→ WHAT THIS TASK INVOLVES: Return the full set of entries exactly. Omit none.

┏━━

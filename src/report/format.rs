//! Terminal report formatting for a company's processed ledger.

use crate::domain::{DividendEvent, RunCounters};
use crate::report::SummaryStats;

/// Format the run header: company, counters, summary statistics.
pub fn format_run_summary(
    company_id: &str,
    entity_name: Option<&str>,
    counters: &RunCounters,
    summary: Option<&SummaryStats>,
) -> String {
    let mut out = String::new();

    out.push_str("=== divfacts - dividend fact ledger ===\n");
    match entity_name {
        Some(name) => out.push_str(&format!("Company: {name} ({company_id})\n")),
        None => out.push_str(&format!("Company: {company_id}\n")),
    }
    out.push_str(&format!(
        "Facts: seen={} | malformed={} | annual totals={} | duplicates={}\n",
        counters.facts_seen,
        counters.malformed_skipped,
        counters.annual_totals_filtered,
        counters.duplicates_resolved,
    ));
    out.push_str(&format!(
        "Events: emitted={} | flagged for review={}\n",
        counters.events_emitted, counters.flagged_for_review,
    ));

    if let Some(s) = summary {
        out.push_str(&format!(
            "Amounts: [{:.4}, {:.4}] | median={:.4} | mean={:.4}\n",
            s.amount_min, s.amount_max, s.amount_median, s.amount_mean,
        ));
        out.push_str(&format!(
            "Dates: {} .. {} | mean confidence={:.3}\n",
            s.first_date, s.last_date, s.confidence_mean,
        ));
        if let (Some(stdev), Some(cv), Some(pattern)) =
            (s.amount_stdev, s.coefficient_of_variation, s.pattern)
        {
            out.push_str(&format!(
                "Pattern: {} (stdev={stdev:.4}, cv={cv:.3})\n",
                pattern.display_name(),
            ));
        }
    } else {
        out.push_str("No dividend events found.\n");
    }

    out
}

/// Format the event table, one row per emitted event.
pub fn format_events(events: &[DividendEvent]) -> String {
    let mut out = String::new();
    out.push_str(&format!(
        "{:<12} {:>10} {:>6} {:>4} {:<12} {:>6} {:>7}\n",
        "date", "amount", "fy", "fq", "period", "conf", "review"
    ));
    for e in events {
        out.push_str(&format_event_row(e));
        for reason in &e.confidence_reasons {
            out.push_str(&format!("{:<12} - {reason}\n", ""));
        }
    }
    out
}

/// Format only the events flagged for review.
pub fn format_flagged(events: &[DividendEvent]) -> String {
    let flagged: Vec<&DividendEvent> = events.iter().filter(|e| e.needs_review).collect();
    if flagged.is_empty() {
        return "No events flagged for review.\n".to_string();
    }
    let mut out = String::new();
    out.push_str(&format!("Flagged for review ({}):\n", flagged.len()));
    for e in flagged {
        out.push_str(&format_event_row(e));
        for reason in &e.confidence_reasons {
            out.push_str(&format!("{:<12} - {reason}\n", ""));
        }
    }
    out
}

fn format_event_row(e: &DividendEvent) -> String {
    format!(
        "{:<12} {:>10.4} {:>6} {:>4} {:<12} {:>6.3} {:>7}\n",
        e.effective_date.to_string(),
        e.amount,
        e.fiscal_year.map_or("-".to_string(), |y| y.to_string()),
        e.fiscal_quarter.map_or("-".to_string(), |q| format!("Q{q}")),
        e.period_type.display_name(),
        e.confidence,
        if e.needs_review { "yes" } else { "" },
    )
}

┗━━

→ WRITTEN ANSWER:
filename src/report/format.rs
//! Terminal report formatting for a company's processed ledger.

use crate::domain::{DividendEvent, RunCounters};
use crate::report::SummaryStats;

/// Format the run header: company, counters, summary statistics.
pub fn format_run_summary(
    company_id: &str,
    entity_name: Option<&str>,
    counters: &RunCounters,
    summary: Option<&SummaryStats>,
) -> String {
    let mut out = String::new();

    out.push_str("=== divfacts - dividend fact ledger ===\n");
    match entity_name {
        Some(name) => out.push_str(&format!("Company: {name} ({company_id})\n")),
        None => out.push_str(&format!("Company: {company_id}\n")),
    }
    out.push_str(&format!(
        "Facts: seen={} | malformed={} | annual totals={} | duplicates={}\n",
        counters.facts_seen,
        counters.malformed_skipped,
        counters.annual_totals_filtered,
        counters.duplicates_resolved,
    ));
    out.push_str(&format!(
        "Events: emitted={} | flagged for review={}\n",
        counters.events_emitted, counters.flagged_for_review,
    ));

    if let Some(s) = summary {
        out.push_str(&format!(
            "Amounts: [{:.4}, {:.4}] | median={:.4} | mean={:.4}\n",
            s.amount_min, s.amount_max, s.amount_median, s.amount_mean,
        ));
        out.push_str(&format!(
            "Dates: {} .. {} | mean confidence={:.3}\n",
            s.first_date, s.last_date, s.confidence_mean,
        ));
        if let (Some(stdev), Some(cv), Some(pattern)) =
            (s.amount_stdev, s.coefficient_of_variation, s.pattern)
        {
            out.push_str(&format!(
                "Pattern: {} (stdev={stdev:.4}, cv={cv:.3})\n",
                pattern.display_name(),
            ));
        }
    } else {
        out.push_str("No dividend events found.\n");
    }

    out
}

/// Format the event table, one row per emitted event.
pub fn format_events(events: &[DividendEvent]) -> String {
    let mut out = String::new();
    out.push_str(&format!(
        "{:<12} {:>10} {:>6} {:>4} {:<12} {:>6} {:>7}\n",
        "date", "amount", "fy", "fq", "period", "conf", "review"
    ));
    for e in events {
        out.push_str(&format_event_row(e));
        for reason in &e.confidence_reasons {
            out.push_str(&format!("{:<12} - {reason}\n", ""));
        }
    }
    out
}

/// Format only the events flagged for review.
pub fn format_flagged(events: &[DividendEvent]) -> String {
    let flagged: Vec<&DividendEvent> = events.iter().filter(|e| e.needs_review).collect();
    if flagged.is_empty() {
        return "No events flagged for review.\n".to_string();
    }
    let mut out = String::new();
    out.push_str(&format!("Flagged for review ({}):\n", flagged.len()));
    for e in flagged {
        out.push_str(&format_event_row(e));
        for reason in &e.confidence_reasons {
            out.push_str(&format!("{:<12} - {reason}\n", ""));
        }
    }
    out
}

fn format_event_row(e: &DividendEvent) -> String {
    format!(
        "{:<12} {:>10.4} {:>6} {:>4} {:<12} {:>6.3} {:>7}\n",
        e.effective_date.to_string(),
        e.amount,
        e.fiscal_year.map_or("-".to_string(), |y| y.to_string()),
        e.fiscal_quarter.map_or("-".to_string(), |q| format!("Q{q}")),
        e.period_type.display_name(),
        e.confidence,
        if e.needs_review { "yes" } else { "" },
    )
}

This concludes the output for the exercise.